SDM1 : Montane woodcreper - Model

Preparation

Start R in the bash terminal and run the following lines to install the libraries.

install.packages("e1071")
install.packages("caret")
install.packages("rworldmap")
install.packages("maptools")
install.packages("rgeos")
install.packages("reshape")
install.packages("randomForest")
[1]:
library(ggplot2)
library(rgdal)
library(raster)
library(rgeos)
library(reshape)
library(rasterVis)
library(dismo)
library(InformationValue)
library(mgcv)
library(randomForest)
library(e1071)
library(caret)
Loading required package: sp
rgdal: version: 1.5-23, (SVN revision 1121)
Geospatial Data Abstraction Library extensions to R successfully loaded
Loaded GDAL runtime: GDAL 2.3.3, released 2018/12/14
Path to GDAL shared files: /home/user/miniconda3/share/gdal
GDAL binary built with GEOS: TRUE
Loaded PROJ runtime: Rel. 5.2.0, September 15th, 2018, [PJ_VERSION: 520]
Path to PROJ shared files: /home/user/miniconda3/share/proj
Linking to sp version:1.4-5
rgeos version: 0.5-5, (SVN revision 640)
 GEOS runtime version: 3.7.1-CAPI-1.11.1
 Linking to sp version: 1.4-5
 Polygon checking: TRUE

Loading required package: terra
terra version 1.1.4

NOTE: using GDAL version 2.3.3
For full functionality you need at least version 3.0.4


Attaching package: ‘terra’

The following object is masked from ‘package:reshape’:

    expand

The following object is masked from ‘package:rgdal’:

    project

Loading required package: lattice
Loading required package: latticeExtra

Attaching package: ‘latticeExtra’

The following object is masked from ‘package:ggplot2’:

    layer


Attaching package: ‘dismo’

The following object is masked from ‘package:terra’:

    voronoi

Loading required package: nlme

Attaching package: ‘nlme’

The following object is masked from ‘package:terra’:

    collapse

The following object is masked from ‘package:raster’:

    getData

This is mgcv 1.8-34. For overview type 'help("mgcv-package")'.
randomForest 4.6-14
Type rfNews() to see new features/changes/bug fixes.

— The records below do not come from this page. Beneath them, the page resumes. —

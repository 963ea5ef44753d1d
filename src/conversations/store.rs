//! Conversation store: the list of flights, the active one, and the chat exchange.
//!
//! All state lives behind one async mutex. The only step that runs without the
//! lock is the remote call of [`ConversationStore::submit_message`]; the
//! `pending` flag is checked and raised under the lock, so two submissions can
//! never both reach the endpoint. Replies are routed back by conversation id,
//! not by position, since the user may switch or delete conversations while a
//! call is in flight.

use std::sync::Arc;
use std::time::Duration;

use tokio::sync::{Mutex, watch};
use tracing::{debug, info, warn};

use crate::chat::{ChatClient, ChatError, ChatRequest, ChatResponse};
use crate::config::WingmanConfig;
use crate::i18n::Language;

use super::error::{StoreError, StoreResult};
use super::storage::ConversationStorage;
use super::types::{Conversation, ConversationId, Message, StoreSnapshot};

/// Store settings independent of the backends.
#[derive(Clone, Copy, Debug)]
pub struct StoreOptions {
    /// Language at startup.
    pub language: Language,
    /// Upper bound for one remote call.
    pub request_timeout: Duration,
}

impl Default for StoreOptions {
    fn default() -> Self {
        Self {
            language: Language::En,
            request_timeout: Duration::from_secs(30),
        }
    }
}

impl From<&WingmanConfig> for StoreOptions {
    fn from(config: &WingmanConfig) -> Self {
        Self {
            language: config.language,
            request_timeout: config.request_timeout,
        }
    }
}

/// What happened to a submission.
#[derive(Clone, Copy, Debug, PartialEq, Eq)]
pub enum SubmitOutcome {
    /// Empty text, or another submission was still pending.
    Ignored,
    /// The answer was appended.
    Answered,
    /// The call failed; the error notice was appended.
    Failed,
    /// The originating conversation was deleted before the reply arrived.
    Dropped,
}

struct StoreState {
    conversations: Vec<Conversation>,
    active_index: usize,
    pending: bool,
    session_token: Option<String>,
    // Bumped whenever the token is cleared, so a reply from an older session
    // cannot reinstall its token.
    session_epoch: u64,
    language: Language,
}

impl StoreState {
    fn snapshot(&self) -> StoreSnapshot {
        StoreSnapshot {
            conversations: self.conversations.clone(),
            active_index: self.active_index,
            pending: self.pending,
            language: self.language,
        }
    }

    fn next_id(&self) -> ConversationId {
        ConversationId::next_after(self.conversations.iter().map(|c| c.id).max())
    }

    fn reset_session(&mut self) {
        self.session_token = None;
        self.session_epoch += 1;
    }

    /// File the outcome of a remote call under the conversation it came from.
    fn settle(
        &mut self,
        origin: ConversationId,
        epoch: u64,
        result: Result<ChatResponse, ChatError>,
    ) -> SubmitOutcome {
        let (reply, outcome) = match result {
            Ok(response) => {
                if let Some(token) = response.session_id {
                    if self.session_epoch == epoch {
                        self.session_token = Some(token);
                    } else {
                        debug!("discarding session token from a superseded session");
                    }
                }
                (Message::assistant(response.answer), SubmitOutcome::Answered)
            }
            Err(err) => {
                warn!(error = %err, "chat request failed");
                (Message::error_notice(), SubmitOutcome::Failed)
            }
        };

        let Some(conversation) = self.conversations.iter_mut().find(|c| c.id == origin) else {
            debug!(id = %origin, "conversation deleted before its reply arrived");
            return SubmitOutcome::Dropped;
        };
        conversation.push_assistant(reply);
        outcome
    }
}

/// Owner of the conversation list and of the remote chat exchange.
pub struct ConversationStore {
    storage: Box<dyn ConversationStorage>,
    client: Arc<dyn ChatClient>,
    request_timeout: Duration,
    state: Mutex<StoreState>,
    updates: watch::Sender<StoreSnapshot>,
}

impl ConversationStore {
    /// Load the persisted list, or seed one default conversation.
    ///
    /// Unreadable or malformed data is treated as absent.
    pub async fn initialize(
        storage: Box<dyn ConversationStorage>,
        client: Arc<dyn ChatClient>,
        options: StoreOptions,
    ) -> Self {
        let conversations = load_conversations(storage.as_ref()).await.unwrap_or_else(|| {
            info!("no saved conversations, starting a new flight");
            vec![Conversation::with_welcome(
                ConversationId::next_after(None),
                Conversation::DEFAULT_TITLE,
                options.language,
            )]
        });

        let state = StoreState {
            conversations,
            active_index: 0,
            pending: false,
            session_token: None,
            session_epoch: 0,
            language: options.language,
        };
        let (updates, _) = watch::channel(state.snapshot());

        Self {
            storage,
            client,
            request_timeout: options.request_timeout,
            state: Mutex::new(state),
            updates,
        }
    }

    /// Latest published state.
    #[must_use]
    pub fn snapshot(&self) -> StoreSnapshot {
        self.updates.borrow().clone()
    }

    /// Receive a snapshot after every change.
    #[must_use]
    pub fn subscribe(&self) -> watch::Receiver<StoreSnapshot> {
        self.updates.subscribe()
    }

    /// Prepend a fresh conversation and make it active.
    pub async fn new_conversation(&self) -> StoreSnapshot {
        let mut state = self.state.lock().await;

        let conversation =
            Conversation::with_welcome(state.next_id(), Conversation::NEW_TITLE, state.language);
        debug!(id = %conversation.id, "new conversation");
        state.conversations.insert(0, conversation);
        state.active_index = 0;
        state.reset_session();

        self.persist(&state).await;
        self.publish(&state)
    }

    /// Make the conversation at `index` active.
    ///
    /// # Errors
    /// Returns [`StoreError::IndexOutOfRange`] if `index` is not a valid position.
    pub async fn select_conversation(&self, index: usize) -> StoreResult<StoreSnapshot> {
        let mut state = self.state.lock().await;

        let len = state.conversations.len();
        if index >= len {
            return Err(StoreError::IndexOutOfRange { index, len });
        }

        state.active_index = index;
        state.reset_session();
        debug!(index, "selected conversation");

        Ok(self.publish(&state))
    }

    /// Remove the conversation with `id`; the list never becomes empty.
    ///
    /// # Errors
    /// Returns [`StoreError::ConversationNotFound`] if no conversation has this id.
    pub async fn delete_conversation(&self, id: ConversationId) -> StoreResult<StoreSnapshot> {
        let mut state = self.state.lock().await;

        let Some(position) = state.conversations.iter().position(|c| c.id == id) else {
            return Err(StoreError::ConversationNotFound(id));
        };

        if state.conversations.len() == 1 {
            let replacement = Conversation::with_welcome(
                state.next_id(),
                Conversation::DEFAULT_TITLE,
                state.language,
            );
            state.conversations = vec![replacement];
            state.active_index = 0;
            state.reset_session();
        } else {
            state.conversations.remove(position);
            if state.active_index == position {
                state.active_index = 0;
                state.reset_session();
            } else if state.active_index > position {
                state.active_index -= 1;
            }
        }
        debug!(%id, "deleted conversation");

        self.persist(&state).await;
        Ok(self.publish(&state))
    }

    /// Switch the language used for the endpoint and for new welcome messages.
    pub async fn set_language(&self, language: Language) -> StoreSnapshot {
        let mut state = self.state.lock().await;
        state.language = language;
        self.publish(&state)
    }

    /// Send `explicit_text`, or `text` when absent, to the chat endpoint.
    ///
    /// Blank text and submissions made while another one is pending are ignored.
    /// Remote failures are turned into an assistant error notice.
    pub async fn submit_message(&self, text: &str, explicit_text: Option<&str>) -> SubmitOutcome {
        let effective = explicit_text.unwrap_or(text);
        if effective.trim().is_empty() {
            return SubmitOutcome::Ignored;
        }

        let (request, origin, epoch) = {
            let mut guard = self.state.lock().await;
            if guard.pending {
                debug!("submission ignored, a reply is pending");
                return SubmitOutcome::Ignored;
            }

            let state = &mut *guard;
            let Some(conversation) = state.conversations.get_mut(state.active_index) else {
                return SubmitOutcome::Ignored;
            };
            if conversation.push_user(effective) {
                debug!(id = %conversation.id, title = %conversation.title, "conversation named");
            }
            let origin = conversation.id;
            state.pending = true;

            self.persist(state).await;
            self.publish(state);

            let request =
                ChatRequest::new(effective, state.language, state.session_token.clone());
            (request, origin, state.session_epoch)
        };

        let result = tokio::time::timeout(self.request_timeout, self.client.send(request))
            .await
            .unwrap_or(Err(ChatError::Timeout));

        let mut state = self.state.lock().await;
        let outcome = state.settle(origin, epoch, result);
        self.persist(&state).await;
        state.pending = false;
        self.publish(&state);
        drop(state);
        outcome
    }

    async fn persist(&self, state: &StoreState) {
        let payload = match serde_json::to_string(&state.conversations) {
            Ok(payload) => payload,
            Err(err) => {
                warn!(error = %err, "failed to encode conversations");
                return;
            }
        };
        if let Err(err) = self.storage.save(payload).await {
            warn!(error = %err, "failed to save conversations");
        }
    }

    fn publish(&self, state: &StoreState) -> StoreSnapshot {
        let snapshot = state.snapshot();
        self.updates.send_replace(snapshot.clone());
        snapshot
    }
}

async fn load_conversations(storage: &dyn ConversationStorage) -> Option<Vec<Conversation>> {
    let payload = match storage.load().await {
        Ok(payload) => payload?,
        Err(err) => {
            warn!(error = %err, "failed to read saved conversations");
            return None;
        }
    };

    match serde_json::from_str::<Vec<Conversation>>(&payload) {
        Ok(conversations) if !conversations.is_empty() => {
            info!(count = conversations.len(), "loaded conversations");
            Some(conversations)
        }
        Ok(_) => None,
        Err(err) => {
            warn!(error = %err, "ignoring malformed saved conversations");
            None
        }
    }
}
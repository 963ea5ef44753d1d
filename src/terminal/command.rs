//! Parsing of the lines typed at the prompt.

use thiserror::Error;

use crate::config::ConfigError;
use crate::i18n::Language;

/// Text printed by `/help`.
pub const HELP: &str = "\
  /new             open a new flight
  /list            show flight logs
  /open <n>        switch to flight n
  /delete <n>      delete flight n
  /lang <en|fr>    change language
  /airbnb          quick action: find accommodation
  /activities      quick action: things to do
  /help            this help
  /quit            leave
  anything else is sent to Wingman";

/// One user action.
#[derive(Clone, Debug, PartialEq, Eq)]
pub enum Command {
    /// Send the text as a chat message.
    Say(String),
    /// Open a new conversation.
    New,
    /// Print the conversation list.
    List,
    /// Switch to the conversation at this 1-based position.
    Open(usize),
    /// Delete the conversation at this 1-based position.
    Delete(usize),
    /// Change language.
    Lang(Language),
    /// Send the accommodation quick action.
    QuickAirbnb,
    /// Send the activities quick action.
    QuickActivities,
    /// Print the help text.
    Help,
    /// Leave the terminal.
    Quit,
}

/// Errors for malformed commands.
#[derive(Debug, Error)]
pub enum CommandError {
    /// Slash command that does not exist.
    #[error("unknown command /{0}, try /help")]
    Unknown(String),
    /// Command needs an argument.
    #[error("/{0} needs an argument")]
    MissingArgument(&'static str),
    /// Position is not a number or is zero.
    #[error("invalid flight number: {0:?}")]
    InvalidPosition(String),
    /// Language code not supported.
    #[error(transparent)]
    Language(#[from] ConfigError),
}

/// Parse one input line; blank lines yield `None`.
///
/// # Errors
/// Returns an error for unknown slash commands and bad arguments.
pub fn parse(line: &str) -> Result<Option<Command>, CommandError> {
    let trimmed = line.trim();
    if trimmed.is_empty() {
        return Ok(None);
    }

    let Some(rest) = trimmed.strip_prefix('/') else {
        return Ok(Some(Command::Say(line.trim_end_matches(['\r', '\n']).to_string())));
    };

    let (name, arg) = rest.split_once(char::is_whitespace).map_or((rest, None), |(name, arg)| {
        (name, Some(arg.trim()).filter(|a| !a.is_empty()))
    });

    let command = match name.to_ascii_lowercase().as_str() {
        "new" => Command::New,
        "list" | "logs" => Command::List,
        "open" => Command::Open(position(arg, "open")?),
        "delete" | "del" => Command::Delete(position(arg, "delete")?),
        "lang" => Command::Lang(arg.ok_or(CommandError::MissingArgument("lang"))?.parse()?),
        "airbnb" => Command::QuickAirbnb,
        "activities" => Command::QuickActivities,
        "help" | "?" => Command::Help,
        "quit" | "exit" => Command::Quit,
        other => return Err(CommandError::Unknown(other.to_string())),
    };
    Ok(Some(command))
}

fn position(arg: Option<&str>, command: &'static str) -> Result<usize, CommandError> {
    let raw = arg.ok_or(CommandError::MissingArgument(command))?;
    match raw.parse::<usize>() {
        Ok(n) if n > 0 => Ok(n),
        _ => Err(CommandError::InvalidPosition(raw.to_string())),
    }
}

Attaching package: ‘randomForest’

The following object is masked from ‘package:ggplot2’:

    margin


Attaching package: ‘e1071’

The following object is masked from ‘package:terra’:

    interpolate

The following object is masked from ‘package:raster’:

    interpolate


Attaching package: ‘caret’

The following objects are masked from ‘package:InformationValue’:

    confusionMatrix, precision, sensitivity, specificity

[2]:
set.seed(30)

Data Exploration

We will use Montane woodcreper (Lepidocolaptes lacrymiger) as example species.

This species has a large range, occurring from the coastal cordillera of Venezuela along the Andes south to south-east Peru and central Bolivia.

8286cf8c5dda451c90e64f9fdd76d185

Read in points data

Load observation presence dataset

Let’s suppose that you have done field work and you have collected the bird presence in the Lepidocolaptes_lacrymiger_allpoints.csv file

[1]:
 points_field <- read.csv("./geodata/shp/Lepidocolaptes_lacrymiger_allpoints.csv")
 str(points_field)
'data.frame':   3438 obs. of  3 variables:
 $ lon            : num  -76.2 -76.2 -74.3 -74.3 -76.1 ...
 $ lat            : num  3.98 3.93 4.61 4.61 4.75 ...
 $ scientific_name: chr  "Lepidocolaptes_lacrymiger" "Lepidocolaptes_lacrymiger" "Lepidocolaptes_lacrymiger" "Lepidocolaptes_lacrymiger" ...

Morover you also download aditional points data from the https://www.gbif.org/ .

[3]:
# gbif_points = gbif('Lepidocolaptes' , 'lacrymiger' , download=T , geo=T , ext=c(-82,-59,-21,14) , removeZeros=TRUE )
# save(gbif_points , file="~/SE_data/exercise/geodata/SDM/gbif_points.Rdata")
load("./geodata/SDM/gbif_points.Rdata")
points=rbind.data.frame(
  data.frame(lat=gbif_points$lat,lon=gbif_points$lon),
  data.frame(lat=points_field$lat,lon=points_field$lon)
)
str(points)
'data.frame':   34835 obs. of  2 variables:
 $ lat: num  0.02978 5.3731 4.76848 0.00634 6.40736 ...
 $ lon: num  -78.7 -75.9 -75.5 -78.7 -75.7 ...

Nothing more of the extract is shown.